After doing a quick profiling on some our identified columsn, we can see that both engine_cylinders and engine_type are the same. Additionally, we also found that the prefixes and suffixes attached to them are descriptive of it and thus not a continuous value. 

In [None]:
# removing city_fuel_economy since a quick vizualition of our dataset shows that ALL values are empty
df_cln_1 = df_cln_1.drop(columns='combine_fuel_economy')
print(df_cln_1.shape[1])

We also found that 'engine_cylinders','engine_type' contains the same data in two separate columns, so we first test if this condition is true and if it is, we will remove one.

In [None]:
#observing if 'engine_cylinders','engine_type' is the same data
if df_cln_1['engine_cylinders'].equals(df_cln_1['engine_type']) == True:
    df_cln_1 = df_cln_1.drop(columns='engine_cylinders')
    print(df_cln_1.shape[1])

We also found additional columns that were simply descriptions of another columns, for example. The 'wheel_system_display' attribute is simply a longer, more descriptive version of the 'wheel_system' attribute ("Front-Wheel Drive" vs "FWD"). For columns that follow this trend, we will remove the descriptive column from our dataset. 

In [None]:
print(df_cln_1[['wheel_system']])
print(df_cln_1[['wheel_system_display']])
df_cln_1 = df_cln_1.drop(columns='wheel_system_display')
print(df_cln_1.shape[1])

We also discussed that 'interior_color' attribute has 45,726 distinct color values and so due to the sheer volume and complexity (# of levels in this attribute). We also decided to remove it from our dataset since it is unrealistic for the type of modeling we are doing and would effect the overall performance of our model.

In [None]:
#note this plot takes forever to run
#(ggplot(df_cln_1)+aes(x="interior_color", y="price")+geom_line())

In [None]:
print(df_cln_1['interior_color'].nunique())

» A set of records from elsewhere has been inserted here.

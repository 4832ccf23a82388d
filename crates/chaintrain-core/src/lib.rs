#![deny(missing_docs)]

//! # chaintrain-core — Foundational Types for the ChainTrain Registry
//!
//! Every other crate in the workspace depends on this one. It has no internal
//! crate dependencies; externally it uses only `serde`, `serde_json`, `thiserror`, `chrono`,
//! `uuid`, and `sha2` from the external ecosystem.
//!
//! ## Design Principles
//!
//! 1. **Newtype wrappers for identifiers.** A [`DatasetId`] cannot be passed
//!    where a [`ModelId`] is expected, and a [`BlobId`] is never confused with
//!    a [`TxDigest`].
//!
//! 2. **One digest type.** Merkle roots, content digests, request hashes and
//!    transaction digests are all 32-byte SHA-256 values carried by
//!    [`ContentDigest`], serialized as 64 lowercase hex chars.
//!
//! 3. **[`CanonicalBytes`] for anything hashed or signed as JSON.** Sorted
//!    keys, compact separators, floats rejected.
//!
//! 4. **Proof subjects are exclusive by construction.** [`ProofSubject`] is an
//!    enum, so a proof attached to both a dataset and a model is unrepresentable.

pub mod canonical;
pub mod digest;
pub mod error;
pub mod identity;
pub mod lineage;
pub mod model;
pub mod temporal;

pub use canonical::CanonicalBytes;
pub use digest::{from_hex, sha256_digest, sha256_raw, to_hex, ContentDigest, Sha256Accumulator};
pub use error::{CanonicalizationError, ChainTrainError, ValidationError};
pub use identity::{BlobId, DatasetId, ModelId, ProofId, RequestHash, TxDigest, UploadId};
pub use lineage::{LineageEdge, LineageGraph, LineageNode, NodeKind};
pub use model::{
    BlobStorageInfo, Dataset, Model, Proof, ProofSubject, TrainingRecord,
};
pub use temporal::Timestamp;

df_cln_1 = df_cln_1.drop(columns='interior_color')
print(df_cln_1.shape[1])

Another attribute we found that could be removed as the "listed_date" attribute. Since there was no other 'datetype' attributes available in our dataset, we didn't really see a point with keeping it as there was no other data reference to use it with. Additionally, the attribute 'daysonmarket' already pre-aggregated the number of days it took to sell a vehicle, which the listed date would've been used for otherwise. Because of this, we will also remove it from our dataframe.

In [None]:
df_cln_1 = df_cln_1.drop(columns='listed_date')
print(df_cln_1.shape[1])

At this point, we decided to take a break from subsetting our data and take a look at the amount of missing values in the current dataframe. Our intention in mind was to see what the data looked like after it was cleaned to further proceed reducing the amount of attributes we had.

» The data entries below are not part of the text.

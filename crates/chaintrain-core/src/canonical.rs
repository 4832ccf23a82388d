//! # Canonical Serialization
//!
//! [`CanonicalBytes`] is the construction path for every JSON payload that is
//! hashed or signed: training request payloads, signed intent messages, proof
//! circuit statements, and ledger entries.
//!
//! ## Rules
//!
//! 1. Reject floats: weights travel as integer basis points.
//! 2. Sort object keys lexicographically.
//! 3. Compact separators (no whitespace).

use serde::Serialize;
use serde_json::Value;

use crate::error::CanonicalizationError;

/// Bytes produced exclusively by canonical JSON serialization.
///
/// The inner `Vec<u8>` is private, so downstream code cannot construct
/// `CanonicalBytes` except through [`CanonicalBytes::new()`].
#[derive(Debug, Clone, PartialEq, Eq, Hash)]
pub struct CanonicalBytes(Vec<u8>);

impl CanonicalBytes {
    /// Canonicalize any serializable value.
    pub fn new(obj: &impl Serialize) -> Result<Self, CanonicalizationError> {
        let value = serde_json::to_value(obj)?;
        Self::from_value(value)
    }

    /// Canonicalize an already-built JSON value.
    pub fn from_value(value: Value) -> Result<Self, CanonicalizationError> {
        let sorted = sort_and_check(value)?;
        Ok(Self(serde_json::to_vec(&sorted)?))
    }

    /// Access the canonical bytes.
    pub fn as_bytes(&self) -> &[u8] {
        &self.0
    }

    /// Consume and return the inner byte vector.
    pub fn into_bytes(self) -> Vec<u8> {
        self.0
    }
}

impl AsRef<[u8]> for CanonicalBytes {
    fn as_ref(&self) -> &[u8] {
        &self.0
    }
}

fn sort_and_check(value: Value) -> Result<Value, CanonicalizationError> {
    match value {
        Value::Number(n) => {
            if n.is_f64() {
                return Err(CanonicalizationError::FloatRejected(
                    n.as_f64().unwrap_or(f64::NAN),
                ));
            }
            Ok(Value::Number(n))
        }
        Value::Object(map) => {
            let mut entries: Vec<(String, Value)> = map.into_iter().collect();
            entries.sort_by(|a, b| a.0.cmp(&b.0));
            let mut sorted = serde_json::Map::new();
            for (k, v) in entries {
                sorted.insert(k, sort_and_check(v)?);
            }
            Ok(Value::Object(sorted))
        }
        Value::Array(arr) => arr
            .into_iter()
            .map(sort_and_check)
            .collect::<Result<Vec<_>, _>>()
            .map(Value::Array),
        other => Ok(other),
    }
}

#[cfg(test)]
mod tests {
    use super::*;
    use serde_json::json;

    #[test]
    fn keys_are_sorted_and_compact() {
        let c = CanonicalBytes::new(&json!({"b": 1, "a": {"z": true, "y": null}})).unwrap();
        assert_eq!(
            std::str::from_utf8(c.as_bytes()).unwrap(),
            r#"{"a":{"y":null,"z":true},"b":1}"#
        );
    }

    #[test]
    fn floats_are_rejected() {
        let err = CanonicalBytes::new(&json!({"w": 0.5})).unwrap_err();
        assert!(matches!(err, CanonicalizationError::FloatRejected(_)));
    }

    #[test]
    fn nested_floats_in_arrays_are_rejected() {
        assert!(CanonicalBytes::new(&json!({"w": [1, 2, 3.25]})).is_err());
    }

    #[test]
    fn insertion_order_does_not_matter() {
        let a = CanonicalBytes::new(&json!({"x": 1, "y": 2})).unwrap();
        let b = CanonicalBytes::new(&json!({"y": 2, "x": 1})).unwrap();
        assert_eq!(a, b);
    }
}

### Data Cleaning - Duplicates, Missing Data,  Nulls
Now that our datatypes have been adjusted. We will work on cleaning up any empty data in our dataset. To begin, we will check if any of the VINs have duplicates in the dataset, since this the VIN is unique to a car we are expecting there shouldn't be, but in cases there is, we will remove it.

In [None]:
df_cln_1[df_cln_1.duplicated(['vin'], keep=False)].sort_values('vin')

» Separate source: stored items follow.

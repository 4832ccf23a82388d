//! # Cryptographic Error Types
//!
//! Structured errors for all operations in `chaintrain-crypto`.

use thiserror::Error;

/// Errors from chunking, Merkle, signing and CAS operations.
#[derive(Error, Debug)]
pub enum CryptoError {
    /// Chunk size must be positive.
    #[error("invalid chunk size: {0}")]
    InvalidChunkSize(usize),

    /// Input contained no bytes; an empty dataset has no Merkle root.
    #[error("empty input: a dataset must contain at least one byte")]
    EmptyInput,

    /// Merkle operation error.
    #[error("Merkle error: {0}")]
    Merkle(String),

    /// Ed25519 signature verification failed.
    #[error("Ed25519 verification failed: {0}")]
    VerificationFailed(String),

    /// Invalid Ed25519 key material.
    #[error("invalid Ed25519 key: {0}")]
    InvalidKey(String),

    /// Hex decoding error.
    #[error("hex decode error: {0}")]
    HexDecode(String),

    /// CAS operation error.
    #[error("CAS error: {0}")]
    Cas(String),

    /// I/O error (chunking readers, CAS filesystem operations).
    #[error("I/O error: {0}")]
    Io(#[from] std::io::Error),
}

We can see that that there are duplicates even though the 'vin' should be specific and distinct to each car. There is a total of 80 records that contain duplicates. We will then remove these duplicates while keeping the 'first' record so that one copy of the duplcites will remain. We can see that after we cleaned these duplicates, our total # of records drop from 3,000,040 to 3,000,000. 

In [None]:
print(df_cln_1.shape[0])

In [None]:
df_cln_1 = df_cln_1.drop_duplicates(subset=['vin'], keep='first')
print("# of records after removing duplicates: "+str(df_cln_1.shape[0]))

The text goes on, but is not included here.